- _Task objective_
Each record below must be returned exactly as shown.
:::::
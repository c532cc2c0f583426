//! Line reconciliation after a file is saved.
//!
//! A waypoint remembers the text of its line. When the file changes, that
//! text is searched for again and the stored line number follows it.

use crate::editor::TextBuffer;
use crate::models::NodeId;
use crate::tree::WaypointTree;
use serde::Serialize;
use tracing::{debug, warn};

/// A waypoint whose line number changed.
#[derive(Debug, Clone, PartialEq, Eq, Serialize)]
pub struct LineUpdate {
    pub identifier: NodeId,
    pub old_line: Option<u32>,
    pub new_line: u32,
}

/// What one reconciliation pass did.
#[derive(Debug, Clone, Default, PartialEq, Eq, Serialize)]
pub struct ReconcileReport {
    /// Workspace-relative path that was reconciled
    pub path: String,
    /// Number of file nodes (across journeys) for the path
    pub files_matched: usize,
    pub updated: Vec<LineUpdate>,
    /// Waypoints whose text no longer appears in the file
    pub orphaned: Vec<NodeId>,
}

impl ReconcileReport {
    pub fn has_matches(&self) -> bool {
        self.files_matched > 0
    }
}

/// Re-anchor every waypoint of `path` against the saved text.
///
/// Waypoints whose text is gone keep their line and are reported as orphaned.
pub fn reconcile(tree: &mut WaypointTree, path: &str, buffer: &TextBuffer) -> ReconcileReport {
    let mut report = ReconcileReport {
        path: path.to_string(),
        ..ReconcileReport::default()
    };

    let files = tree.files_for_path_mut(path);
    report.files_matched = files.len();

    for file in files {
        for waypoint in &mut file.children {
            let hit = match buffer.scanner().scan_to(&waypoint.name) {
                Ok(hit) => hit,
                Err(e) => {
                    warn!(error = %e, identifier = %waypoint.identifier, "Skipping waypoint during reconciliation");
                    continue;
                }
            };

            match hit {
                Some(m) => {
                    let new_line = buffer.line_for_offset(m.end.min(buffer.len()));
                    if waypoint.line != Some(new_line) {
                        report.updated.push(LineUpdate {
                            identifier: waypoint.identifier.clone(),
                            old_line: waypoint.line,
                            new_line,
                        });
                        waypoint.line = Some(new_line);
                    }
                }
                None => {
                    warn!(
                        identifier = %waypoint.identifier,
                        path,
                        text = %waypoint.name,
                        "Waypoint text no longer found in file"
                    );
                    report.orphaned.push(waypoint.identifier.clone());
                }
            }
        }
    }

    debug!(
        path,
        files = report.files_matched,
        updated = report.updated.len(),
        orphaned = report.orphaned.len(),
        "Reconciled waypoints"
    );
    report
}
:::::
- _Solution to this task_
repository c532cc2c0f583426
//! Line reconciliation after a file is saved.
//!
//! A waypoint remembers the text of its line. When the file changes, that
//! text is searched for again and the stored line number follows it.

use crate::editor::TextBuffer;
use crate::models::NodeId;
use crate::tree::WaypointTree;
use serde::Serialize;
use tracing::{debug, warn};

/// A waypoint whose line number changed.
#[derive(Debug, Clone, PartialEq, Eq, Serialize)]
pub struct LineUpdate {
    pub identifier: NodeId,
    pub old_line: Option<u32>,
    pub new_line: u32,
}

/// What one reconciliation pass did.
#[derive(Debug, Clone, Default, PartialEq, Eq, Serialize)]
pub struct ReconcileReport {
    /// Workspace-relative path that was reconciled
    pub path: String,
    /// Number of file nodes (across journeys) for the path
    pub files_matched: usize,
    pub updated: Vec<LineUpdate>,
    /// Waypoints whose text no longer appears in the file
    pub orphaned: Vec<NodeId>,
}

impl ReconcileReport {
    pub fn has_matches(&self) -> bool {
        self.files_matched > 0
    }
}

/// Re-anchor every waypoint of `path` against the saved text.
///
/// Waypoints whose text is gone keep their line and are reported as orphaned.
pub fn reconcile(tree: &mut WaypointTree, path: &str, buffer: &TextBuffer) -> ReconcileReport {
    let mut report = ReconcileReport {
        path: path.to_string(),
        ..ReconcileReport::default()
    };

    let files = tree.files_for_path_mut(path);
    report.files_matched = files.len();

    for file in files {
        for waypoint in &mut file.children {
            let hit = match buffer.scanner().scan_to(&waypoint.name) {
                Ok(hit) => hit,
                Err(e) => {
                    warn!(error = %e, identifier = %waypoint.identifier, "Skipping waypoint during reconciliation");
                    continue;
                }
            };

            match hit {
                Some(m) => {
                    let new_line = buffer.line_for_offset(m.end.min(buffer.len()));
                    if waypoint.line != Some(new_line) {
                        report.updated.push(LineUpdate {
                            identifier: waypoint.identifier.clone(),
                            old_line: waypoint.line,
                            new_line,
                        });
                        waypoint.line = Some(new_line);
                    }
                }
                None => {
                    warn!(
                        identifier = %waypoint.identifier,
                        path,
                        text = %waypoint.name,
                        "Waypoint text no longer found in file"
                    );
                    report.orphaned.push(waypoint.identifier.clone());
                }
            }
        }
    }

    debug!(
        path,
        files = report.files_matched,
        updated = report.updated.len(),
        orphaned = report.orphaned.len(),
        "Reconciled waypoints"
    );
    report
}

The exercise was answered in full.